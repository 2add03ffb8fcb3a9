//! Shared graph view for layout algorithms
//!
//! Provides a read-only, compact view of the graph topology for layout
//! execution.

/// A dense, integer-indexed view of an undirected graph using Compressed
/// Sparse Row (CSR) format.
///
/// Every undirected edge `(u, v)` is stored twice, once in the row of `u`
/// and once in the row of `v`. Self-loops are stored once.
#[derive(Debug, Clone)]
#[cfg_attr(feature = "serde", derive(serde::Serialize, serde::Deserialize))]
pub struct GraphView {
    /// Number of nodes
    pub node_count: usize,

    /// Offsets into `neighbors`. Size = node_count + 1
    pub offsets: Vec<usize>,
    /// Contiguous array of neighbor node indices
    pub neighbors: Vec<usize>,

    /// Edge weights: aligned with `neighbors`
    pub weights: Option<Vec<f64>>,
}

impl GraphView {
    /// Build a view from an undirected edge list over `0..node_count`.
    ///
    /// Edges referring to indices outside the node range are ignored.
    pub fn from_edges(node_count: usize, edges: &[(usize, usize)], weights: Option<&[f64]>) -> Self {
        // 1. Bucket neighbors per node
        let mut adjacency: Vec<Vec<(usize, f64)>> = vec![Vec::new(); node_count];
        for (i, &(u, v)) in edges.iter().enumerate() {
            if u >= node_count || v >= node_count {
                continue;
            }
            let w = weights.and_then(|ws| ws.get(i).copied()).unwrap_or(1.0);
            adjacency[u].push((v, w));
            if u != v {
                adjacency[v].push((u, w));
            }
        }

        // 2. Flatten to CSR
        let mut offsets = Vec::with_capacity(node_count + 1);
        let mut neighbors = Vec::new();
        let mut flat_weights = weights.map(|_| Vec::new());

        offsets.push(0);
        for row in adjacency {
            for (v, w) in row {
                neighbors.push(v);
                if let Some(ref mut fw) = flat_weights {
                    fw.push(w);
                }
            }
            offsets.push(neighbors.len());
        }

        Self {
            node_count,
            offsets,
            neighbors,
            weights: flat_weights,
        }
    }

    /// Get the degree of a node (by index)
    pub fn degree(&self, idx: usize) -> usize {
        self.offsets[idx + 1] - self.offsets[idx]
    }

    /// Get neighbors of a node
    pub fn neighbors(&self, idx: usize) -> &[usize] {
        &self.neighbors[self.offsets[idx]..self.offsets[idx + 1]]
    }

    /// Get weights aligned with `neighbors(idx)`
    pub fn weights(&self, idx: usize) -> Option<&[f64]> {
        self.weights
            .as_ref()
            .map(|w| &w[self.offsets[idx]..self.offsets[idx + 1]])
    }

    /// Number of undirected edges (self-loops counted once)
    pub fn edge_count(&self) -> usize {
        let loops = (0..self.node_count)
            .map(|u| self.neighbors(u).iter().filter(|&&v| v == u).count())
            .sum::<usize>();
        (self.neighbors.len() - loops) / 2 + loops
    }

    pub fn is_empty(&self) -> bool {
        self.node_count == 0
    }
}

━━━

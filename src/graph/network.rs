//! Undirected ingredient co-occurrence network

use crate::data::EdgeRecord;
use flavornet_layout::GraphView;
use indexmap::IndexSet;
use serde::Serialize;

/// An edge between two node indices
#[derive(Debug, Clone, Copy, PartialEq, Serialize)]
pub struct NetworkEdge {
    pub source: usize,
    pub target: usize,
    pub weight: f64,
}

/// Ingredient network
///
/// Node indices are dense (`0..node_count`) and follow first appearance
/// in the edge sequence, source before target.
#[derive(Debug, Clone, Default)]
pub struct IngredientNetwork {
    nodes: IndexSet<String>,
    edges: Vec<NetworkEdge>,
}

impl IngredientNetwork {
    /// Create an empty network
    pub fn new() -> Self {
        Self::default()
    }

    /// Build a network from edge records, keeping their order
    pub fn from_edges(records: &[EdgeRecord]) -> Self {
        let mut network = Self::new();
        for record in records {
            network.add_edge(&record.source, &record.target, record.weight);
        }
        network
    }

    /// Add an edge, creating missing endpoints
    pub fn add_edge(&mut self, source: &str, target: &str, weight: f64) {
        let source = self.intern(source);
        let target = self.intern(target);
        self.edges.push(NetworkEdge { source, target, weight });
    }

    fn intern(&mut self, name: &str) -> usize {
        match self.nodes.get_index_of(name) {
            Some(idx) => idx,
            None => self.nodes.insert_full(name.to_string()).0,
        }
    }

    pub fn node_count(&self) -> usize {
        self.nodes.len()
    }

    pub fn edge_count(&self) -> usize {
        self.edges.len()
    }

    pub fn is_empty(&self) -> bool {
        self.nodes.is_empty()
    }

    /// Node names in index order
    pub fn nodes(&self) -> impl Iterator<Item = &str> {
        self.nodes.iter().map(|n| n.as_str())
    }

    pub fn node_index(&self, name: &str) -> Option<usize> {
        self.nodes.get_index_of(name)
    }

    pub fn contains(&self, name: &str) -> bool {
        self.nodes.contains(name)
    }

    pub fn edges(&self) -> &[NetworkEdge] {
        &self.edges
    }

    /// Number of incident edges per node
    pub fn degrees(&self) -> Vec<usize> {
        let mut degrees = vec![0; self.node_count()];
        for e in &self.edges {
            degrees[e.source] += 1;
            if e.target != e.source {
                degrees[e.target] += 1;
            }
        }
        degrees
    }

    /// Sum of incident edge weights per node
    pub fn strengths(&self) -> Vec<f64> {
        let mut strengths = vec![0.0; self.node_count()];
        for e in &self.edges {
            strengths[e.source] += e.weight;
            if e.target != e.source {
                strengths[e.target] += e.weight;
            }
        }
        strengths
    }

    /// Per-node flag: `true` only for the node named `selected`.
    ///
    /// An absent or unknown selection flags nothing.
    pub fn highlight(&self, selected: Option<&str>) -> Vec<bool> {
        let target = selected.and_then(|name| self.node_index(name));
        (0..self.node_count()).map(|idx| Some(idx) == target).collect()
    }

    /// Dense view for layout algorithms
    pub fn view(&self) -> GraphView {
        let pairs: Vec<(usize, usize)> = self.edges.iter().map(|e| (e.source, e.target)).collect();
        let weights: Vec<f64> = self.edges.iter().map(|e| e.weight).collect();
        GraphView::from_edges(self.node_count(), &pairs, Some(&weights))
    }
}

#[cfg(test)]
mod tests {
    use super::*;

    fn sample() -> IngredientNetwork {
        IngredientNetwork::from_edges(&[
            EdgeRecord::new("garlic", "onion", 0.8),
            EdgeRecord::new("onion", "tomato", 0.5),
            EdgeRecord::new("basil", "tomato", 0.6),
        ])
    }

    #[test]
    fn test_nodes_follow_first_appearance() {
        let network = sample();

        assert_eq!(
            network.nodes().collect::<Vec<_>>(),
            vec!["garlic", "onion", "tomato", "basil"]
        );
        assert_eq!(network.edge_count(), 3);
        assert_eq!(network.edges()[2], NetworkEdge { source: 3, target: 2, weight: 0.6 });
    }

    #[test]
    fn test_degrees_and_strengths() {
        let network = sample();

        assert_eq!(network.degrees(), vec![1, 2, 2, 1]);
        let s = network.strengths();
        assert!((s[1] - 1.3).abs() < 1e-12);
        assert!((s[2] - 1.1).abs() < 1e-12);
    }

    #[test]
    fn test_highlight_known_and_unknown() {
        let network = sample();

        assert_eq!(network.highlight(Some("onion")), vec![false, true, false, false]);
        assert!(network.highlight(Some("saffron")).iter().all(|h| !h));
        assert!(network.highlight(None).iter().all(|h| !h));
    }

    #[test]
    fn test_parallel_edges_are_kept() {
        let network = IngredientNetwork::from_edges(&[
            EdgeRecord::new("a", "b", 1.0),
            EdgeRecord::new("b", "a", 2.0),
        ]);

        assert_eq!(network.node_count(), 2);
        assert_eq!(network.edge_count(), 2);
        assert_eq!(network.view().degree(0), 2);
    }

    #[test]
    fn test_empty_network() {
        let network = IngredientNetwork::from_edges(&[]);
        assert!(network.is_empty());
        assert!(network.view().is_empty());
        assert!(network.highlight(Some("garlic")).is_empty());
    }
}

━━━

# Prompt:
Please state how many lines of the entries above include the string "onion", giving the number and nothing more.

# Answer space:
4